И пару шагов назад, потирая горящие руки, я невольно сделала. Отступила, врезаясь и оглядываясь на Макарыча, на стоящего рядом с ним мрачного декана.
Не извинилась.
Я лишь спросила растерянно:
— Потоцкий? Почему Потоцкий?
Я спросила потерянно и жалко.
Мелькнуло враз и вдруг…
Глеб Александрович… Потоцкий.
Александр Потоцкий.
«На Сашку Потоцкого, похоже, дело заведут. Мы вчера разговаривали. Я ему звонила, надо было больного к ним перевести».
«Вчера был вынесено решение по громкому делу врачей Кушелевской больницы. Напомним, что их обвиняют в смерти тридцати однолетней молодой женщины, у которой осталось двое детей. Она погибла из непрофессиональных действий и фатальной ошибки, которую допустили во время операции…»
«Мам, ну это несправедливо! Никто не виноват! Так нельзя!!! Да у всех умирают, все ошибаются. Где-то всё ж исправляют и спасают, а где-то — нет. Это… нормально, не может быть иначе! Для нежных натур это, может, чудовищная нормальность и правда, но, извините, какая есть! Врачи не боги!»
«Мы довольны приговором суда, хотя таких врачей, я считаю, надо казнить. Кто мне вернет жену?»
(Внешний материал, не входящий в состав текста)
use sum_agent::Config;

#[tokio::main]
async fn main() -> anyhow::Result<()> {
    sum_agent::install_tracing();
    let config = Config::load()?;
    sum_agent::run(config).await?;
    Ok(())
}
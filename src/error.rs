//! Error types for the composite-sig crate.

/// Error type for all fallible operations in the composite-sig crate.
///
/// Every variant is fatal: an invalid input aborts the whole call and no
/// partial significance grid is returned.
#[derive(Debug, Clone, thiserror::Error)]
pub enum SigError {
    /// Returned when spatial dimensions or coordinate vectors differ
    /// between two grids expected to align.
    #[error("shape mismatch: {detail}")]
    ShapeMismatch {
        /// Which check failed, naming both grids and the first difference.
        detail: String,
    },

    /// Returned when `composite_n` is zero or exceeds the climatology's
    /// time length.
    #[error("invalid composite sample size: {composite_n} (climatology has {time_len} time steps)")]
    InvalidSampleSize {
        /// Requested subset size.
        composite_n: usize,
        /// Available time steps in the climatology.
        time_len: usize,
    },

    /// Returned when the requested number of bootstrap draws is zero.
    #[error("invalid bootstrap draw count: {bootstrap_n} (must be >= 1)")]
    InvalidBootstrapCount {
        /// Requested number of draws.
        bootstrap_n: usize,
    },

    /// Returned when the significance level is outside `(0, 0.5)`.
    #[error("invalid significance level: {sig} (must be in (0, 0.5))")]
    InvalidSignificanceLevel {
        /// The rejected level.
        sig: f64,
    },

    /// Returned when a tail string is not one of `"both"`, `"high"`, `"low"`.
    #[error("invalid tail option: {tail:?} (must be \"both\", \"high\", or \"low\")")]
    InvalidTailOption {
        /// The rejected string.
        tail: String,
    },

    /// Returned when a variable name is absent from a dataset.
    #[error("variable {name:?} not found in dataset")]
    MissingVariable {
        /// The requested variable name.
        name: String,
    },
}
«А у твоего Потоцкого есть семья?»
«Да, кажется. Он про сына как-то говорил. Алинкин ровесник или чуть постарше. Представляете, с детства в модельной школе учился. Тут в показе участвовал то ли в Риме, то ли в Пизе. Сашка не знает: гордиться или ругаться. Он-то думал, что тоже врачом будет».
«Безусловно, мы будем подавать на апелляцию. Мои подзащитные своей вины не признали. Вся медицинская помощь была оказана своевременно и в надлежащем объеме…»
…вдруг и враз мелькнуло, пролетело голосами мамы, Женьки, журналистов и прочих, кто по делу врачей Кушелевской больницы так долго и много говорил, снимал и писал.
Когда оно началось?
Лет… шесть назад?
Или больше?
Оно тянулось сначала тихо и незаметно, а после, набирая обороты, гласность и резонанс, несколько лет. Отменялись и переносились заседания, запрашивались и проводились экспертизы, выяснялось, кто виновен.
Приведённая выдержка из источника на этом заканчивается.